8 février 2023 - Source : NOUVELLES

Jusqu’à 13 tonnes de microplastiques pourraient être détournées du réseau des eaux usées de Montréal, en filtrant les eaux rejetées par les laveuses de la métropole. Voilà l’estimation que met de l’avant une équipe de Polytechnique Montréal, menée par Dominique Claveau-Mallet, professeure adjointe au Département des génies civil, géologique et des mines, au terme d’une étude à participation citoyenne dont les résultats ont été dévoilés le 8 février 2023.

 Mohammed Abourich, diplômé à la maîtrise en génie de l'environnement; Dominique Claveau-Mallet, professeure adjointe au Département des génies civil, géologiques et des mines. (Photo: Denis Bernier)
Dominique Claveau-Mallet, professeure adjointe au Département des génies civil, géologiques et des mines, explique le volet de recherche d’une étude à participation citoyenne portant sur la présence de microparticules de plastique dans les eaux rejetées par les laveuses; Mohammed Abourich, diplômé à la maîtrise en génie de l’environnement de Polytechnique Montréal, tient dans ses mains un filtre servant à recueillir la charpie résiduelle de microfibres contenue dans les eaux usées d'une laveuse. (Photo : Denis Bernier)


L’accumulation de microparticules de plastique dans les cours d’eau pourrait s’avérer dommageable pour la santé des écosystèmes et la santé humaine. C’est que leur format miniature pose un problème de taille. Si ces minifragments sont facilement ingérables par les espèces aquatiques, ils sont d’autant difficiles à retirer des eaux.

La composition synthétique de nos vêtements, de même que leur lavage récurrent figurent parmi les principaux responsables de ce fléau. Lors des lavages à la machine, des fibres polluantes se détachent des textiles et s’échappent dans les eaux usées.
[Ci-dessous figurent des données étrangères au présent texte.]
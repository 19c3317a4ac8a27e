//! Capacity forecast benchmarking library
//!
//! This crate provides the core functionality for:
//! - Telemetry ingestion and fixed-cadence resampling
//! - Lag, difference and calendar feature engineering
//! - Chronological partitioning, windowing and min-max scaling
//! - Walk-forward evaluation of autoregressive, sequence and probabilistic models
//! - Accuracy metrics, run reports and observability

pub mod config;
pub mod error;
pub mod evaluator;
pub mod export;
pub mod features;
pub mod forecaster;
pub mod ingest;
pub mod models;
pub mod observability;
pub mod partition;
pub mod pipeline;
pub mod scaler;

pub use config::PipelineConfig;
pub use error::{PipelineError, Result};
pub use evaluator::{evaluate, ForecastResult, Metrics};
pub use forecaster::{ForecastStrategy, RollingForecaster, StrategyKind};
pub use models::*;
pub use observability::{PipelineMetrics, StructuredLogger};
pub use pipeline::{Pipeline, PreparedDataset, RunReport, StrategyOutcome};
À chaque brassée lavée, les cours d’eau sont donc un peu plus souillés. 

La fuite de microplastiques peut-elle refouler au lavage?

Alors que le fleuve Saint-Laurent figure au rang des cours d’eau dont la concentration en microplastiques est la plus élevée au monde, le Groupe de recommandations et d'actions pour un meilleur environnement (GRAME) a entrepris de répondre à la question ci-haut, dans la mouvance du projet « Pour un fleuve plus propre ». L’organisme a confié à une équipe multidisciplinaire de Polytechnique Montréal le soin d’analyser la composition des résidus issus de filtres installés à même les laveuses individuelles.

Avec le soutien de RECYC-QUÉBEC et de Mitacs, dans le cadre du programme Mitacs Accélération, ils se sont tournés vers les expertises en génie de l’eau et en génie chimique des équipes de Dominique Claveau-Mallet et d’Abdellah Ajji, respectivement professeure adjointe au Département des génies civil, géologique et des mines et professeur titulaire au Département de génie chimique.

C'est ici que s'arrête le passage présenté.